- Work item -
Here is the listing. Report each line in it that contains the string "ServerMessage".
════
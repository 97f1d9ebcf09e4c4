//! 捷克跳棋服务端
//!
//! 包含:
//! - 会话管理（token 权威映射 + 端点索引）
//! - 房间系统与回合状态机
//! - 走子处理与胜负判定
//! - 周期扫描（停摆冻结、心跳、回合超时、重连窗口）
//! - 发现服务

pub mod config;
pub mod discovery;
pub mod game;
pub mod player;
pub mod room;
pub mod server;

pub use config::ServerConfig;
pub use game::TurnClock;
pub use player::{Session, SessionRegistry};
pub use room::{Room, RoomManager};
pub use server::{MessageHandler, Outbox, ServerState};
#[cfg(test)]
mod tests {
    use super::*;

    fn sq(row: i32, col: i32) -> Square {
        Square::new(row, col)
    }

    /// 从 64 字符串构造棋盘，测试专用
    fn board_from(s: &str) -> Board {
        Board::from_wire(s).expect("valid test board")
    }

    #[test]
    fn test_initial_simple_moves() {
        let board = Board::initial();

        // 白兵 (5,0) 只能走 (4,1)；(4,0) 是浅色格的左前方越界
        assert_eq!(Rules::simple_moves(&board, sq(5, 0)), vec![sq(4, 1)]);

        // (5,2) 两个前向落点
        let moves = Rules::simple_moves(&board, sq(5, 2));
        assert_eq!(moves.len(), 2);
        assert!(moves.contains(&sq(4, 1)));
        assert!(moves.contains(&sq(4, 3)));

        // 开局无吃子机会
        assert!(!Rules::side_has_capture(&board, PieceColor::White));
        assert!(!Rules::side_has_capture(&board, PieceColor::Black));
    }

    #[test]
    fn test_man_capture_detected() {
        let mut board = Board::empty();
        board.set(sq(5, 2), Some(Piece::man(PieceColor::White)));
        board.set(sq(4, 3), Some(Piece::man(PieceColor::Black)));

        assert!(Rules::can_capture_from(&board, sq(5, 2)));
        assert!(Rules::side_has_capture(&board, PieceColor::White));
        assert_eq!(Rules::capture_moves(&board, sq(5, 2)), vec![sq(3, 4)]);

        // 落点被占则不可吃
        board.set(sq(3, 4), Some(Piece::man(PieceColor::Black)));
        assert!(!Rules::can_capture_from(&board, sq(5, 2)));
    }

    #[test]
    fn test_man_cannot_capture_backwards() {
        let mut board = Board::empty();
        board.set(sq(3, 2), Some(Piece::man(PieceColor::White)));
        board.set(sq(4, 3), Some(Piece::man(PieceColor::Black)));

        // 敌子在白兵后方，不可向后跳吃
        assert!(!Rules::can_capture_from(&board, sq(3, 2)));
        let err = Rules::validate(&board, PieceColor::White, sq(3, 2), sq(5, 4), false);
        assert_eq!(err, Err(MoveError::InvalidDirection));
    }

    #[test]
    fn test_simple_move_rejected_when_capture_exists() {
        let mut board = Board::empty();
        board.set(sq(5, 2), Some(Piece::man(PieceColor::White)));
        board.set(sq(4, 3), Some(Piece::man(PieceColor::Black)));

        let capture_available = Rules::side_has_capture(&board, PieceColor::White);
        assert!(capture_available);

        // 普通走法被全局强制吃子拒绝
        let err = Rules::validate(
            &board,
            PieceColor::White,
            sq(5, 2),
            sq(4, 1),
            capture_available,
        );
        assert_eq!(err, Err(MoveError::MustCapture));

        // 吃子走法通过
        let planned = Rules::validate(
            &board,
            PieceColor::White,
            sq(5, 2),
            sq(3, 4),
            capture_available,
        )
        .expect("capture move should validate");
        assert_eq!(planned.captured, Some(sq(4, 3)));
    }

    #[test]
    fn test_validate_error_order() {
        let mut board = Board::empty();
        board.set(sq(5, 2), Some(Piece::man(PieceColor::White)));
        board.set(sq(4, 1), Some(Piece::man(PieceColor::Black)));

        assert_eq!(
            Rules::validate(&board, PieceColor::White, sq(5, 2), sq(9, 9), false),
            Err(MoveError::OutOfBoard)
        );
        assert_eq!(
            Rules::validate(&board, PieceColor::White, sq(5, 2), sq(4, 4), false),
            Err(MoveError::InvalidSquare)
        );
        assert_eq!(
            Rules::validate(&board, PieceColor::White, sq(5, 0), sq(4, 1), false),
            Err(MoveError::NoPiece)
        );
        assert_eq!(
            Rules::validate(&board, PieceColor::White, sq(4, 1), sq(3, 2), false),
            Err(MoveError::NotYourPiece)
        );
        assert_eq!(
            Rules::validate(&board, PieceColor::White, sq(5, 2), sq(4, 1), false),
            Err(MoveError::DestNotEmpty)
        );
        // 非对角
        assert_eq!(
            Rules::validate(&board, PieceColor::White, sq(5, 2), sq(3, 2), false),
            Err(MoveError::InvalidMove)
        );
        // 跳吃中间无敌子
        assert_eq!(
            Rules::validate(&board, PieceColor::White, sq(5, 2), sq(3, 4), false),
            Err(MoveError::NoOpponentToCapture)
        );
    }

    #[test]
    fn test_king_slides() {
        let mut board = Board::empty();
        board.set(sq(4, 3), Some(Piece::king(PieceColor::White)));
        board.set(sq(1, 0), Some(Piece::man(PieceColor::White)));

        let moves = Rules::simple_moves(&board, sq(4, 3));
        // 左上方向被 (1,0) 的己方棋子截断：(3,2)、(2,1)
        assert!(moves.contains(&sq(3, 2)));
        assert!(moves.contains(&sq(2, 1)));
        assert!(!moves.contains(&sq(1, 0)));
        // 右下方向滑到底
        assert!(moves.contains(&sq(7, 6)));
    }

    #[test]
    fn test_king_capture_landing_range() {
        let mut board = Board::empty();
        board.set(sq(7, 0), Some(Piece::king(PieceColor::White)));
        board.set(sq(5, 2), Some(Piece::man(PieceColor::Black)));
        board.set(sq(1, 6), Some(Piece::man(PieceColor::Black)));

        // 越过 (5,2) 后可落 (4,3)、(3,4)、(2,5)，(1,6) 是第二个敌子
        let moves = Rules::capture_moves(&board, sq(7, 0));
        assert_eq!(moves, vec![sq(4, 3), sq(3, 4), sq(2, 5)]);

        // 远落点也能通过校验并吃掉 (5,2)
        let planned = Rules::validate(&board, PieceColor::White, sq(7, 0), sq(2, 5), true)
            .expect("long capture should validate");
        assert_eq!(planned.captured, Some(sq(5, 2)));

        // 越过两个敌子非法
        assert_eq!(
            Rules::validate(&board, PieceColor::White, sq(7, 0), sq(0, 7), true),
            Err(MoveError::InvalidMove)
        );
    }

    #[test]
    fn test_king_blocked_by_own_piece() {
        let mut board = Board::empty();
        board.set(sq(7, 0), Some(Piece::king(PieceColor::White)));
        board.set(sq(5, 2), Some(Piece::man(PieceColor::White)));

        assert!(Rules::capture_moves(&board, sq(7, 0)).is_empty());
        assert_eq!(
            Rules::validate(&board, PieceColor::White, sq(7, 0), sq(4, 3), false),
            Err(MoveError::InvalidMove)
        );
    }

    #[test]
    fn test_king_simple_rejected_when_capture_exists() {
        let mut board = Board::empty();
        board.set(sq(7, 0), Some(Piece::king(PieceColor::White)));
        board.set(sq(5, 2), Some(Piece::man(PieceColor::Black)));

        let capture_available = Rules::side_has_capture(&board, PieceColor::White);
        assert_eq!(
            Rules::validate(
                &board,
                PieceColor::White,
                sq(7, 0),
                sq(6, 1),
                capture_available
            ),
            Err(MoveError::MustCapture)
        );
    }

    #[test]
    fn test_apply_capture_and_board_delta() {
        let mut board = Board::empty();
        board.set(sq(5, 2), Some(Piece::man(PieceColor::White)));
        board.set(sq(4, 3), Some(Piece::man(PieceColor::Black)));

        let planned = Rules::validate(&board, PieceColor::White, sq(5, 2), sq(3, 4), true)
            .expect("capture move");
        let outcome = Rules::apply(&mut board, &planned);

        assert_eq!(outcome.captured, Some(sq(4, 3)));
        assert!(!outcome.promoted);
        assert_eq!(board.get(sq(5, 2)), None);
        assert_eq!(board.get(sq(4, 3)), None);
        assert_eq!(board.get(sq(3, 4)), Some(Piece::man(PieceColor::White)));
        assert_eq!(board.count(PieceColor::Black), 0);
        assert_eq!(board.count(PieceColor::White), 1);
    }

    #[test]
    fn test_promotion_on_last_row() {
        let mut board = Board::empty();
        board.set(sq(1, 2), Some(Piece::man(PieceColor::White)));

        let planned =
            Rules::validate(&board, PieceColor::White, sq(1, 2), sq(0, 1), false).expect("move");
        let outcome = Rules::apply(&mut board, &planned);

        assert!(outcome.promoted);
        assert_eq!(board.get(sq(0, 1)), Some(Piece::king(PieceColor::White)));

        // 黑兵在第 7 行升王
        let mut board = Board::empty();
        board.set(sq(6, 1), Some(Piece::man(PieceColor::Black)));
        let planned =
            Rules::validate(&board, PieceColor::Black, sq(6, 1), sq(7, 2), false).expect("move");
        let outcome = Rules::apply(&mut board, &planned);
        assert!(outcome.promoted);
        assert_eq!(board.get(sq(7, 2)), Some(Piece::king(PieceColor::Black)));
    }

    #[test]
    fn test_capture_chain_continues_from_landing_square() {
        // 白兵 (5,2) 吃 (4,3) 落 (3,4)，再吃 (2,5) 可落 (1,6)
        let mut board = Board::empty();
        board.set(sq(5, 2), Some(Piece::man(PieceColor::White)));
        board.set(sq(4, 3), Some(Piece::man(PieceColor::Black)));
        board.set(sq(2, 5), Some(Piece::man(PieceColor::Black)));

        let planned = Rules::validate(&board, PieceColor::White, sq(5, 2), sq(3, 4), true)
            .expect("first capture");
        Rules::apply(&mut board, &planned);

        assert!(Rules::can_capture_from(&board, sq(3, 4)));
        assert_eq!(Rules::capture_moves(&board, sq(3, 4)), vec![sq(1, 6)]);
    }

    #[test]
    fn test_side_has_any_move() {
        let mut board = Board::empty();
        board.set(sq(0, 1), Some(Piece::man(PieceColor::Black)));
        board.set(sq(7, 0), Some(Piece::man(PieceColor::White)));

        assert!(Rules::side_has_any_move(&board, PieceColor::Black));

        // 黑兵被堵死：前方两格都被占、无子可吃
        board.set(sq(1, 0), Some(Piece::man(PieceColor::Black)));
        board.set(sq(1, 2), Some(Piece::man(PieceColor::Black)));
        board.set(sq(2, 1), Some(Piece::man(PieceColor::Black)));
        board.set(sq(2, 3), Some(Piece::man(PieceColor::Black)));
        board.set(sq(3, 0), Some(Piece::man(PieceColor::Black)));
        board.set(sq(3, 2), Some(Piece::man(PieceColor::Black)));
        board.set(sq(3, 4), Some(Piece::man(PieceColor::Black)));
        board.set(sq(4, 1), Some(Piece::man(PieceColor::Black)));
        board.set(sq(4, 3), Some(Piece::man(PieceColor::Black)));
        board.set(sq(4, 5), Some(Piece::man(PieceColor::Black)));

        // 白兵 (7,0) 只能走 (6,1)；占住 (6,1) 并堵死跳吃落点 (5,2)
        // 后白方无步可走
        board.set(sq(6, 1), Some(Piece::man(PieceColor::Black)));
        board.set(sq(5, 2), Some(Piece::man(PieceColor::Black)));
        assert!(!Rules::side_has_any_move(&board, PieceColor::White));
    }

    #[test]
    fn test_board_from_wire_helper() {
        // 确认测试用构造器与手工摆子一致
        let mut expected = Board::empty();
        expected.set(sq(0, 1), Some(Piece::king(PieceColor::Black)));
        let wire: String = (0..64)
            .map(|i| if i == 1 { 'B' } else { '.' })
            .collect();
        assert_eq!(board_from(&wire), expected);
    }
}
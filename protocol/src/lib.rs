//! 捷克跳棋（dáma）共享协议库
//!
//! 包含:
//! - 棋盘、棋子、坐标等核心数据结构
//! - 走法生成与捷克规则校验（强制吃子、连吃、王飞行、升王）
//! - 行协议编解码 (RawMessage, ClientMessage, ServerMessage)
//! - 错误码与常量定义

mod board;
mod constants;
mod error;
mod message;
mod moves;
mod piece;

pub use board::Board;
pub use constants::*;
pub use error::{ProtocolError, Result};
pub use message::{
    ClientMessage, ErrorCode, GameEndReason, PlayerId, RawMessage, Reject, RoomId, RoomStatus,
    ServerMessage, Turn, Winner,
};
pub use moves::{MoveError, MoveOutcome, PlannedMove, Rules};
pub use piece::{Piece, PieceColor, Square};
════
- Problem solution -
//! - 行协议编解码 (RawMessage, ClientMessage, ServerMessage)
    ServerMessage, Turn, Winner,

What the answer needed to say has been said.